■ **Try it**: From the records, return each line that has the word "PartialEq" in it.

■ **Records**:
Content starts
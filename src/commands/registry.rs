//! Static command registry

use serde::{Deserialize, Serialize};

/// Logical identifier of a voice command
#[derive(Debug, Clone, Copy, PartialEq, Eq, Hash, Serialize, Deserialize)]
#[serde(rename_all = "kebab-case")]
pub enum CommandId {
    Home,
    Health,
    Emergency,
    Social,
    Help,
    Medication,
    Contacts,
    /// Compound command; its phrase contains the `emergency` phrase
    CallEmergency,
}

impl CommandId {
    /// Stable identifier used on the wire and in logs
    pub fn as_str(&self) -> &'static str {
        match self {
            CommandId::Home => "home",
            CommandId::Health => "health",
            CommandId::Emergency => "emergency",
            CommandId::Social => "social",
            CommandId::Help => "help",
            CommandId::Medication => "medication",
            CommandId::Contacts => "contacts",
            CommandId::CallEmergency => "call-emergency",
        }
    }

    /// The spoken phrase registered for this command
    pub fn phrase(&self) -> &'static str {
        lookup()
            .iter()
            .find(|entry| entry.id == *self)
            .map(|entry| entry.phrase)
            .unwrap_or_else(|| self.as_str())
    }
}

impl std::fmt::Display for CommandId {
    fn fmt(&self, f: &mut std::fmt::Formatter<'_>) -> std::fmt::Result {
        f.write_str(self.as_str())
    }
}

/// A registered phrase and the command it triggers
#[derive(Debug, Clone, Copy, PartialEq, Eq)]
pub struct CommandEntry {
    /// Lower-case phrase searched for in transcripts
    pub phrase: &'static str,
    /// Command emitted when the phrase is found
    pub id: CommandId,
}

/// Registration order is scan order.
const REGISTRY: &[CommandEntry] = &[
    CommandEntry { phrase: "home", id: CommandId::Home },
    CommandEntry { phrase: "health", id: CommandId::Health },
    CommandEntry { phrase: "emergency", id: CommandId::Emergency },
    CommandEntry { phrase: "social", id: CommandId::Social },
    CommandEntry { phrase: "help", id: CommandId::Help },
    CommandEntry { phrase: "medication", id: CommandId::Medication },
    CommandEntry { phrase: "contacts", id: CommandId::Contacts },
    CommandEntry { phrase: "call emergency", id: CommandId::CallEmergency },
];

/// Return the fixed, ordered command vocabulary
pub fn lookup() -> &'static [CommandEntry] {
    REGISTRY
}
Content ends
■ **Answer for this exercise**:
#[derive(Debug, Clone, Copy, PartialEq, Eq, Hash, Serialize, Deserialize)]
#[derive(Debug, Clone, Copy, PartialEq, Eq)]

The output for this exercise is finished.